This Road Safety Week 2022, solicitor Rory McCarron discusses road surface maintenance, and how councils are developing to prevent cycling accidents and how cyclists can help each other

With recent momentum put in place by the Government during Covid-19 for people to consider alternative modes of transport such as cycling and walking, this also needs to be considered by highway authorities.

Whilst it costs millions to maintain our roads, the Highway Code specifically recognises vehicles, cyclists and pedestrians as “road users”, and with recent successes in court evidencing defects specifically being a danger to cyclists, slowly highway authorities are adapting their measures when considering the impact that the condition of the roads can have on cyclists, as well as motorists.

Devon County Council recently conducted a trial, using the mobile app Strava, to identify popular roads used by cyclists to give these routes more priority and consideration for repair.

Carmarthenshire County Council speak to local cycling groups and clubs to understand their regular cycle routes, amount of use of a road by cyclists according to Strava and whether a road forms part of a National Cycle Route.
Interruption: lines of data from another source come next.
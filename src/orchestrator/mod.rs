//! Cache orchestration: the public entry point.
//!
//! - [`ContentCache`]: tier chain, write-through, batch lookups
//! - [`Wanderlore`] / [`WanderloreBuilder`]: construction and wiring

mod builder;
mod cache;

pub use builder::{DEFAULT_USER_ID, Wanderlore, WanderloreBuilder};
pub use cache::{ContentCache, DEFAULT_REFRESH_INTERVAL};
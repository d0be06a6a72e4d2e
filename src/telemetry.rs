//! Telemetry metric name constants.
//!
//! Centralised metric names for wanderlore operations. Consumers install
//! their own `metrics` recorder (e.g. prometheus, statsd); without a
//! recorder installed, all metric calls are no-ops.
//!
//! # Metric naming conventions
//!
//! All metrics are prefixed with `wanderlore_`. Counters end in `_total`,
//! histograms use meaningful units (e.g. `_seconds`).
//!
//! # Common labels
//!
//! - `tier`: cache tier, "memory", "local" or "remote"
//! - `content_type`: "cultural_insight" or "quiz"
//! - `status`: outcome, "ok" or "error"

/// Total cache tier hits.
///
/// Labels: `tier`, `content_type`.
pub const TIER_HITS_TOTAL: &str = "wanderlore_tier_hits_total";

/// Total cache tier misses (including failures treated as misses).
///
/// Labels: `tier`, `content_type`.
pub const TIER_MISSES_TOTAL: &str = "wanderlore_tier_misses_total";

/// Remote hits ignored because the freshness window expired.
///
/// Labels: `content_type`.
pub const STALE_REMOTE_TOTAL: &str = "wanderlore_stale_remote_total";

/// Total generation calls sent to the backend.
///
/// Labels: `content_type`, `status` ("ok" | "error").
pub const GENERATIONS_TOTAL: &str = "wanderlore_generations_total";

/// Generation duration in seconds.
///
/// Labels: `content_type`.
pub const GENERATION_DURATION_SECONDS: &str = "wanderlore_generation_duration_seconds";

/// Total backend retry attempts (not counting the initial request).
///
/// Labels: `backend`.
pub const RETRIES_TOTAL: &str = "wanderlore_retries_total";

/// Total responses that needed fallback repair.
///
/// Labels: `content_type`, `field`.
pub const FALLBACK_REPAIRS_TOTAL: &str = "wanderlore_fallback_repairs_total";

/// Total requests rejected by the daily budget.
pub const BUDGET_REJECTIONS_TOTAL: &str = "wanderlore_budget_rejections_total";
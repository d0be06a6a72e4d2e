//! Location label normalization.
//!
//! Turns free-text location strings ("10 Downing Street, Westminster,
//! London, UK", "Frankfurt am Main", "75001 Paris, France") into a stable
//! [`ContentKey`] so that the same place maps to the same cache entry.
//!
//! The rules are best-effort and biased towards false negatives: two labels
//! for one place may still produce different keys, but two different places
//! should never share one. A key is therefore a place plus at most one
//! qualifier (`"Rome, GA"`, `"Frankfurt, Oder"`, `"Shibuya, Tokyo"`).
//! Countries never qualify, so `"Rome, Italy"` is `"Rome"`.
//!
//! # Algorithm
//!
//! 1. Split on commas, semicolons, pipes and spaced or typographic dashes.
//!    Hyphens inside names (`Aix-en-Provence`) are not separators.
//! 2. Drop postal codes, numeric-only segments and street lines. A US state
//!    code, alone or with a ZIP, becomes the qualifier. `USA` and its
//!    aliases only mark the label as American.
//! 3. Strip parenthesised notes. A locative suffix (`am Main`,
//!    `an der Oder`, `upon Thames`, ...) is cut from the name and its object
//!    kept for the qualifier.
//! 4. The primary is the first segment that is not a country, falling back
//!    to the first segment. Two-letter tokens such as `Ay` only count when
//!    nothing longer precedes them.
//! 5. The qualifier is the state code, else the primary's locative object,
//!    else the next non-country segment. A US state name there is written
//!    as its code (`Georgia` is `GA` in an American label).
//!
//! Normalization never fails. Blank input yields [`ContentKey::unknown()`];
//! input where every segment is discarded is kept as-is.

mod places;

use std::sync::LazyLock;

use regex::Regex;

use crate::types::{ContentKey, collapse_whitespace};

static SEPARATOR: LazyLock<Regex> =
    LazyLock::new(|| Regex::new(r"\s*(?:[,;|\x{2013}\x{2014}]|\s-\s)\s*").expect("valid regex"));

static PARENTHESISED: LazyLock<Regex> =
    LazyLock::new(|| Regex::new(r"\([^)]*\)|\[[^\]]*\]").expect("valid regex"));

static POSTAL_CODE: LazyLock<Regex> = LazyLock::new(|| {
    Regex::new(concat!(
        r"(?i)^(?:",
        r"[\d\s-]+",                        // numeric only, incl. ZIP+4
        r"|[A-Z]{1,2}\d[A-Z\d]?\s*\d[A-Z]{2}", // UK
        r"|[A-Z]\d[A-Z]\s?\d[A-Z]\d",       // Canada
        r"|\d{4}\s?[A-Z]{2}",               // Netherlands
        r")$"
    ))
    .expect("valid regex")
});

static STATE_WITH_ZIP: LazyLock<Regex> =
    LazyLock::new(|| Regex::new(r"^([A-Za-z]{2})\s+\d{5}(?:-\d{4})?$").expect("valid regex"));

static TWO_LETTER_CODE: LazyLock<Regex> =
    LazyLock::new(|| Regex::new(r"^[A-Za-z]{2}$").expect("valid regex"));

static LEADING_POSTAL: LazyLock<Regex> =
    LazyLock::new(|| Regex::new(r"^\d{4,6}\s+").expect("valid regex"));

static TRAILING_POSTAL: LazyLock<Regex> =
    LazyLock::new(|| Regex::new(r"\s+\d{4,6}$").expect("valid regex"));

static HOUSE_NUMBER: LazyLock<Regex> =
    LazyLock::new(|| Regex::new(r"^\d{1,3}[A-Za-z]?(?:[-/]\d+)?\s").expect("valid regex"));

static STREET_WORD: LazyLock<Regex> = LazyLock::new(|| {
    Regex::new(
        r"(?i)\b(?:street|st\.|road|rd\.|avenue|ave\.|boulevard|blvd|lane|drive|straße|strasse|str\.|rue|via|calle|platz)(?:\b|$)",
    )
    .expect("valid regex")
});

static LOCATIVE: LazyLock<Regex> = LazyLock::new(|| {
    Regex::new(r"(?i)\s+(?:am|an der|on the|upon|on|sur)\s+(\S.*)$").expect("valid regex")
});

/// A surviving segment of a label.
enum Part {
    Place {
        name: String,
        /// Object of a stripped locative suffix: `Main` in `Frankfurt am Main`.
        locative: Option<String>,
    },
    /// A two-letter token that is not a US state code.
    Short(String),
}

impl Part {
    fn name(&self) -> &str {
        match self {
            Part::Place { name, .. } | Part::Short(name) => name,
        }
    }
}

/// Canonicalize a raw location label into a cache key.
pub fn normalize(raw: &str) -> ContentKey {
    let trimmed = raw.trim();
    if !trimmed.chars().any(char::is_alphanumeric) {
        return ContentKey::unknown();
    }

    let mut parts: Vec<Part> = Vec::new();
    let mut state_code: Option<String> = None;
    let mut in_us = false;

    for segment in SEPARATOR.split(trimmed) {
        let segment = collapse_whitespace(&PARENTHESISED.replace_all(segment, " "));
        if segment.is_empty() {
            continue;
        }
        if places::is_us_alias(&segment) {
            in_us = true;
            continue;
        }

        if let Some(caps) = STATE_WITH_ZIP.captures(&segment) {
            note_state_code(&caps[1], &mut state_code);
            continue;
        }
        if TWO_LETTER_CODE.is_match(&segment) {
            if !note_state_code(&segment, &mut state_code) {
                parts.push(Part::Short(segment));
            }
            continue;
        }
        if POSTAL_CODE.is_match(&segment) || is_street_line(&segment) {
            continue;
        }

        let segment = LEADING_POSTAL.replace(&segment, "");
        let segment = TRAILING_POSTAL.replace(&segment, "");
        let (name, locative) = split_locative(&segment);
        if !name.chars().any(char::is_alphabetic) {
            continue;
        }
        if places::is_us_alias(&name) {
            in_us = true;
        } else {
            parts.push(Part::Place { name, locative });
        }
    }

    let primary = parts
        .iter()
        .position(|part| !is_country(part.name()))
        .or_else(|| (!parts.is_empty()).then_some(0));
    let Some(index) = primary else {
        return ContentKey::from_display(trimmed);
    };

    let qualifier = state_code
        .or_else(|| match &parts[index] {
            Part::Place {
                locative: Some(object),
                ..
            } => Some(display_case(object)),
            _ => None,
        })
        .or_else(|| {
            parts.iter().skip(index + 1).find_map(|part| match part {
                Part::Place { name, .. } if !is_country(name) => Some(region_qualifier(name, in_us)),
                _ => None,
            })
        });

    let primary = display_case(parts[index].name());
    let display = match qualifier {
        Some(qualifier) => format!("{primary}, {qualifier}"),
        None => primary,
    };
    ContentKey::from_display(display)
}

/// Record a US state code as the qualifier. Returns whether `code` is one.
fn note_state_code(code: &str, qualifier: &mut Option<String>) -> bool {
    if !places::is_us_state_code(code) {
        return false;
    }
    if qualifier.is_none() {
        *qualifier = Some(code.to_ascii_uppercase());
    }
    true
}

fn is_street_line(segment: &str) -> bool {
    HOUSE_NUMBER.is_match(segment)
        || (segment.chars().any(|c| c.is_ascii_digit()) && STREET_WORD.is_match(segment))
}

fn split_locative(segment: &str) -> (String, Option<String>) {
    let found = LOCATIVE
        .captures(segment)
        .and_then(|caps| Some((caps.get(0)?.start(), caps.get(1)?.as_str())));
    match found {
        Some((start, object)) => (
            collapse_whitespace(&segment[..start]),
            Some(collapse_whitespace(object)),
        ),
        None => (collapse_whitespace(segment), None),
    }
}

/// A country that is not also a US state name.
fn is_country(name: &str) -> bool {
    places::is_country_name(name) && places::us_state_code(name).is_none()
}

/// `Georgia` is `GA` in an American label and stays `Georgia` otherwise.
fn region_qualifier(name: &str, in_us: bool) -> String {
    match places::us_state_code(name) {
        Some(code) if in_us || !places::is_country_name(name) => code.to_string(),
        _ => display_case(name),
    }
}

/// Title-case labels typed entirely in lower case; keep any other casing.
fn display_case(segment: &str) -> String {
    if segment.chars().any(char::is_uppercase) {
        return segment.to_string();
    }
    segment
        .split(' ')
        .map(|word| {
            let mut chars = word.chars();
            match chars.next() {
                Some(first) => first.to_uppercase().chain(chars).collect(),
                None => String::new(),
            }
        })
        .collect::<Vec<_>>()
        .join(" ")
}
//! wanderlore - content cache CLI
//!
//! Fetch cultural insights and quizzes through the tiered cache, inspect
//! the daily budget, and try out key normalization.

use std::path::Path;

use clap::{Parser, Subcommand};

use wanderlore::{
    Config, ContentCache, ContentItem, ContentPayload, ContentType, Secrets, WanderloreBuilder,
    normalize,
};

/// Wanderlore content cache CLI
#[derive(Parser)]
#[command(name = "wanderlore")]
#[command(version)]
#[command(about = "Tiered cache for AI-generated travel content")]
struct Args {
    /// Path to configuration file.
    #[arg(short, long, env = "WANDERLORE_CONFIG")]
    config: Option<std::path::PathBuf>,

    /// Override the configured user id.
    #[arg(short, long)]
    user: Option<String>,

    #[command(subcommand)]
    command: Command,
}

#[derive(Subcommand)]
enum Command {
    /// Fetch content for one location
    Get {
        /// Raw location label, e.g. "Trastevere, Rome, Italy"
        key: String,
        /// Content type: cultural_insight or quiz
        #[arg(short = 't', long = "type", default_value = "cultural_insight")]
        content_type: ContentType,
        /// Print the item as JSON
        #[arg(long)]
        json: bool,
    },

    /// Fetch content for several locations, skipping failures
    Batch {
        /// Raw location labels
        #[arg(required = true)]
        keys: Vec<String>,
        #[arg(short = 't', long = "type", default_value = "cultural_insight")]
        content_type: ContentType,
    },

    /// Show the daily generation budget
    Budget {
        /// Zero today's counter
        #[arg(long)]
        reset: bool,
    },

    /// Show how labels normalize (no network)
    Normalize {
        #[arg(required = true)]
        inputs: Vec<String>,
    },

    /// Empty the memory and local tiers
    Clear {
        /// Also delete the user's remote items
        #[arg(long)]
        remote: bool,
    },
}

#[tokio::main]
async fn main() -> Result<(), Box<dyn std::error::Error>> {
    // Initialise tracing (default: warn for CLI; override with RUST_LOG).
    tracing_subscriber::fmt()
        .with_env_filter(
            tracing_subscriber::EnvFilter::try_from_default_env()
                .unwrap_or_else(|_| tracing_subscriber::EnvFilter::new("warn")),
        )
        .with_writer(std::io::stderr)
        .init();

    let Args {
        config,
        user,
        command,
    } = Args::parse();
    let config = config.as_deref();
    let user = user.as_deref();

    match command {
        Command::Normalize { inputs } => {
            for input in &inputs {
                let key = normalize(input);
                println!("{input:?} -> {} ({})", key.display(), key.as_str());
            }
        }

        Command::Get {
            key,
            content_type,
            json,
        } => {
            let cache = build_cache(config, user)?;
            let item = cache.get_content(&key, content_type).await?;
            if json {
                println!("{}", serde_json::to_string_pretty(item.as_ref())?);
            } else {
                print_item(&item);
            }
        }

        Command::Batch { keys, content_type } => {
            let cache = build_cache(config, user)?;
            let items = cache.get_content_for_many(&keys, content_type).await;
            for item in &items {
                print_item(item);
                println!();
            }
            println!("{} of {} fetched", items.len(), keys.len());
        }

        Command::Budget { reset } => {
            let cache = build_cache(config, user)?;
            if reset {
                cache.reset_budget().await?;
                println!("budget reset");
            }
            let status = cache.budget_status().await;
            println!("can request: {}", status.can_request);
            println!("remaining: {}", status.requests_remaining);
            if let Some(next) = status.next_available_time {
                println!("next available: {}", next.to_rfc3339());
            }
        }

        Command::Clear { remote } => {
            let cache = build_cache(config, user)?;
            cache.clear_all().await?;
            if remote {
                for content_type in ContentType::ALL {
                    cache.clear_remote(content_type).await?;
                }
            }
            println!("cache cleared");
        }
    }

    Ok(())
}

fn build_cache(
    config_path: Option<&Path>,
    user: Option<&str>,
) -> Result<ContentCache, wanderlore::WanderloreError> {
    let config = Config::load_or_default(config_path)?;
    let secrets = Secrets::load()?;
    let mut builder = WanderloreBuilder::from_config(&config, &secrets)?;
    if let Some(user) = user {
        builder = builder.user_id(user);
    }
    builder.build()
}

fn print_item(item: &ContentItem) {
    match &item.payload {
        ContentPayload::CulturalInsight(insight) => {
            println!("{} ({})", item.display_name, insight.region);
            println!("customs:");
            for custom in &insight.customs {
                println!("  - {custom}");
            }
            println!("etiquette: {}", insight.etiquette);
            println!("dining: {}", insight.dining_tips);
            for (label, list) in [("restaurants", &insight.restaurants), ("bars", &insight.bars)] {
                println!("{label}:");
                for r in list {
                    println!("  - {}: {}", r.name, r.description);
                }
            }
            println!("local tips:");
            for tip in &insight.local_tips {
                println!("  - {tip}");
            }
        }
        ContentPayload::Quiz(quiz) => {
            println!("{}", quiz.title);
            println!("{}", quiz.description);
            for (i, q) in quiz.questions.iter().enumerate() {
                println!("{}. {}", i + 1, q.question);
                for (j, option) in q.options.iter().enumerate() {
                    let marker = if j == usize::from(q.correct_answer_index) { "*" } else { " " };
                    println!("   {marker} {option}");
                }
            }
        }
    }
}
They do this to see if popular roads need more frequent inspections as it is recognised that some defects pose a greater risk of danger to cyclists than to 4 wheeled vehicles.

In a bid to improve the maintenance of the roads, Cumbria County Council recently moved away from physical highway inspections to digital inspections where a vehicle with multiple cameras is driven down a road and records multiple angles at high definition.

This allows a highways safety inspector to look at the road from multiple angles from the comfort of a desk to consider the condition. Whilst this may present its own problems, it is thought to be a better process than physical inspections as potholes are regularly missed up and down the country by inspectors when driving the length of a road once in a 4x4 truck.

Ultimately, highway inspectors cannot be expected to be everywhere given the vast road network across the UK and therefore we can help ourselves and others when out on the road if we really think a pothole might cause another cyclist some difficulties.

There are some really user friendly mobile apps available now to report defects to councils like FixMyStreet and Fill that Hole from your phone at the roadside. Councils’ websites have been adapted to make it easier to report potholes too. It only takes a couple of minutes to report, and it could save a fellow cyclist from serious injury or worse.